I've noticed these on the Hexen II engine, which is why I'm currently tempted not to implement these on UQE Quake.
I'm of the opnion that Quake II's interpolation is the way things should be done. It has both movement and frame interpolation in the same code, and correctly accounts for a lot of the oddities you might observe with QER code (it's obvious that the QER guys didn't really fully understand the situation here).
DarkPlaces 1.05 is a good close second that's easy to port to other engines (it's what I'm currently using). It interpolates movement and rotations on the server and constrains interpolation to the entity types that should be interpolated, meaning that no special-case checking is needed at all.
FitzQuake I'd put in third place as it correctly catches most of the conditions in which something should or should not be interpolated, but it misses static entities going out of the PVS and I can't see how it catches any entity going out of the frustum (I'm assured by the author that such a catch is there and I trust him; I'm just not seeing it).
The real thing with interpolation is that it should only be applied to MOVETYPE_STEP entities, and - this is the really important piece of info - the movement and the frame animation are part of one and the same thing, so they need to be kept in sync.
An entity moves from A to B, it begins a move at the same time as it begins a step animation and should end both at the same time too, using common interpolation points in between.
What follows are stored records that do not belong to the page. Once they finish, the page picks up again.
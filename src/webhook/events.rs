#![allow(missing_docs)]

//! Messenger Event Types
//!
//! Strongly-typed views over the messaging entries delivered by the
//! Messenger Platform webhook. Every variant keeps the raw entry it was
//! built from next to the fields validated at classification time.

use std::fmt;
use std::str::FromStr;

use chrono::{DateTime, Utc};
use serde::{Deserialize, Serialize};
use serde_json::{Map, Value};

use crate::error::{WebhookError, WebhookResult};

/// Webhook event kinds we classify into
#[derive(Debug, Clone, Copy, PartialEq, Eq, Hash, Serialize, Deserialize)]
#[serde(rename_all = "snake_case")]
pub enum EventKind {
    Message,
    MessageEcho,
    Delivery,
    Postback,
    Optin,
    Read,
    AccountLinking,
    Referral,
    Payment,
    PolicyEnforcement,
    #[serde(rename = "reaction")]
    MessageReaction,
}

impl EventKind {
    /// Every supported kind
    pub const ALL: [EventKind; 11] = [
        Self::Message,
        Self::MessageEcho,
        Self::MessageReaction,
        Self::Postback,
        Self::Delivery,
        Self::Optin,
        Self::Read,
        Self::AccountLinking,
        Self::Referral,
        Self::Payment,
        Self::PolicyEnforcement,
    ];

    /// Get the string representation
    pub fn as_str(&self) -> &'static str {
        match self {
            Self::Message => "message",
            Self::MessageEcho => "message_echo",
            Self::Delivery => "delivery",
            Self::Postback => "postback",
            Self::Optin => "optin",
            Self::Read => "read",
            Self::AccountLinking => "account_linking",
            Self::Referral => "referral",
            Self::Payment => "payment",
            Self::PolicyEnforcement => "policy_enforcement",
            Self::MessageReaction => "reaction",
        }
    }

    fn available() -> String {
        Self::ALL
            .iter()
            .map(EventKind::as_str)
            .collect::<Vec<_>>()
            .join(",")
    }
}

impl FromStr for EventKind {
    type Err = WebhookError;

    fn from_str(s: &str) -> Result<Self, Self::Err> {
        match s {
            "message_reaction" => return Ok(Self::MessageReaction),
            "policy-enforcement" => return Ok(Self::PolicyEnforcement),
            _ => {}
        }

        Self::ALL
            .into_iter()
            .find(|kind| kind.as_str() == s)
            .ok_or_else(|| WebhookError::InvalidEventKind {
                name: s.to_string(),
                available: Self::available(),
            })
    }
}

impl fmt::Display for EventKind {
    fn fmt(&self, f: &mut fmt::Formatter<'_>) -> fmt::Result {
        f.write_str(self.as_str())
    }
}

// =============================================================================
// Raw payload
// =============================================================================

/// Top-level body the platform POSTs to a subscribed endpoint
#[derive(Debug, Clone, PartialEq, Serialize, Deserialize)]
pub struct WebhookEnvelope {
    /// Subscription object, `page` for Messenger
    #[serde(default)]
    pub object: Option<String>,

    /// Batched page entries
    pub entry: Vec<EnvelopeEntry>,
}

impl WebhookEnvelope {
    /// Parse from raw JSON bytes
    pub fn from_bytes(bytes: &[u8]) -> WebhookResult<Self> {
        serde_json::from_slice(bytes).map_err(|e| WebhookError::InvalidPayload(e.to_string()))
    }

    /// Total number of messaging entries across all page entries
    pub fn messaging_len(&self) -> usize {
        self.entry.iter().map(|e| e.messaging.len()).sum()
    }

    /// Consume the envelope, yielding messaging entries in arrival order
    pub fn into_messaging(self) -> impl Iterator<Item = MessagingEntry> {
        self.entry.into_iter().flat_map(|e| e.messaging)
    }
}

/// One page entry of the envelope
#[derive(Debug, Clone, PartialEq, Serialize, Deserialize)]
pub struct EnvelopeEntry {
    /// Page id
    #[serde(default)]
    pub id: Option<String>,

    /// Batch time (Unix milliseconds)
    #[serde(default)]
    pub time: Option<i64>,

    /// Messaging items; absent for non-messaging subscriptions
    #[serde(default)]
    pub messaging: Vec<MessagingEntry>,
}

/// One raw messaging item, untouched
#[derive(Debug, Clone, Default, PartialEq, Serialize, Deserialize)]
#[serde(transparent)]
pub struct MessagingEntry(Map<String, Value>);

impl MessagingEntry {
    /// Wrap an already parsed JSON object
    pub fn new(map: Map<String, Value>) -> Self {
        Self(map)
    }

    /// Wrap a JSON value, which must be an object
    pub fn from_value(value: Value) -> WebhookResult<Self> {
        match value {
            Value::Object(map) => Ok(Self(map)),
            other => Err(WebhookError::InvalidPayload(format!(
                "messaging entry must be an object, got {other}"
            ))),
        }
    }

    /// Look up a top-level key
    pub fn get(&self, key: &str) -> Option<&Value> {
        self.0.get(key)
    }

    /// Whether a top-level key is present
    pub fn contains_key(&self, key: &str) -> bool {
        self.0.contains_key(key)
    }

    /// Top-level keys, in payload order
    pub fn keys(&self) -> Vec<String> {
        self.0.keys().cloned().collect()
    }

    /// Borrow the underlying map
    pub fn as_map(&self) -> &Map<String, Value> {
        &self.0
    }
}

// =============================================================================
// Typed events
// =============================================================================

/// Sender or recipient of a messaging entry
#[derive(Debug, Clone, PartialEq, Eq, Serialize, Deserialize)]
pub struct Participant {
    /// PSID for users, page id for pages
    pub id: String,
}

/// A classified messaging entry.
///
/// `B` is the typed body of the discriminator key (`message`, `delivery`,
/// ...). The common fields are validated once when the event is built.
#[derive(Debug, Clone, PartialEq)]
pub struct Event<B> {
    pub(crate) sender: Option<Participant>,
    pub(crate) recipient: Participant,
    pub(crate) timestamp: i64,
    pub(crate) body: B,
    pub(crate) raw: MessagingEntry,
}

impl<B> Event<B> {
    /// Sender PSID. Absent only for page-level notices such as policy enforcement.
    pub fn sender_id(&self) -> Option<&str> {
        self.sender.as_ref().map(|p| p.id.as_str())
    }

    /// Recipient (page) id
    pub fn recipient_id(&self) -> &str {
        &self.recipient.id
    }

    /// Event time in Unix milliseconds
    pub fn timestamp(&self) -> i64 {
        self.timestamp
    }

    /// Event time as a UTC datetime
    pub fn sent_at(&self) -> Option<DateTime<Utc>> {
        DateTime::from_timestamp_millis(self.timestamp)
    }

    /// The typed body
    pub fn body(&self) -> &B {
        &self.body
    }

    /// The entry this event was classified from
    pub fn raw(&self) -> &MessagingEntry {
        &self.raw
    }
}

/// A text or attachment message, also used for echoes
pub type Message = Event<MessageBody>;
/// A message the page itself sent, echoed back
pub type MessageEcho = Event<MessageBody>;
/// Delivery confirmation
pub type Delivery = Event<DeliveryBody>;
/// Button or menu postback
pub type Postback = Event<PostbackBody>;
/// Plugin opt-in
pub type Optin = Event<OptinBody>;
/// Read receipt
pub type Read = Event<ReadBody>;
/// Account linking / unlinking
pub type AccountLinking = Event<AccountLinkingBody>;
/// m.me link, ad or chat plugin referral
pub type Referral = Event<ReferralBody>;
/// Payment confirmation
pub type Payment = Event<PaymentBody>;
/// Page blocked or unblocked by the platform
pub type PolicyEnforcement = Event<PolicyEnforcementBody>;
/// Reaction added to or removed from a message
pub type MessageReaction = Event<ReactionBody>;

/// Classified webhook event
#[derive(Debug, Clone, PartialEq)]
pub enum IncomingEvent {
    Message(Message),
    MessageEcho(MessageEcho),
    Delivery(Delivery),
    Postback(Postback),
    Optin(Optin),
    Read(Read),
    AccountLinking(AccountLinking),
    Referral(Referral),
    Payment(Payment),
    PolicyEnforcement(PolicyEnforcement),
    MessageReaction(MessageReaction),
}

macro_rules! on_each_variant {
    ($event:expr, $inner:ident => $body:expr) => {
        match $event {
            IncomingEvent::Message($inner) => $body,
            IncomingEvent::MessageEcho($inner) => $body,
            IncomingEvent::Delivery($inner) => $body,
            IncomingEvent::Postback($inner) => $body,
            IncomingEvent::Optin($inner) => $body,
            IncomingEvent::Read($inner) => $body,
            IncomingEvent::AccountLinking($inner) => $body,
            IncomingEvent::Referral($inner) => $body,
            IncomingEvent::Payment($inner) => $body,
            IncomingEvent::PolicyEnforcement($inner) => $body,
            IncomingEvent::MessageReaction($inner) => $body,
        }
    };
}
Quake II handles this correctly and as far as I'm aware it's the only one that does.
I'm currently porting that to a test engine but it's early days and I'm not sure how it will work out. I'll let you know.
That makes a lot of sense. I'm looking forward to your results on this!
The Hexen II models are seems to be interpolation friendly, I haven't seen much issues, mostly when I do see something it mostly relates to the first and last frame of animation, which leads me to believe (and I could be wrong) that the first and last frames of a model should not be interpolated, unless the animation loops. This effect that QER also don't cater for is mostly visible when you use the "necromancer" class and use his sickle weapon. Its also very visible when doing weapon switching on this class.
I generally don't interpolate if switching to the first frame of a weapon model, the reason being that you may have been in the middle of a firing animation and if so the interpolation can give weird results.
I'd also not interpolate if switching between animations in any model (i.e. from walk to run to attack and so on) but I haven't found a sane way of identifying this with Quake models. The two ways that do spring to mind are to parse the frame names from the MDL file and figure it out from there, but frames aren't required to have a consistent naming, and to poke into the QC and figure them from that, but that's not multiplayer-friendly (you may not even have a local copy of the QC that is being run by the server).
Another way is to dynamically build it up over time, so if a model cycles through a given set of frames you assume that this set represents an animation sequence and not interpolate if switching to a frame outside of that set. I'm wary of that approach however, something I can't quite put my finger on feels wrong about it.
I agree with you. I also haven't really found a sensible way to manage that which feels right and consistent.
There's a further complication in that entities can be moved by either stepping or by physics. Obviously the MOVETYPE_STEP interpolation should only apply to the portion of the move that is done by stepping, with CL_LerpPoint applying to the physics move. Yuck.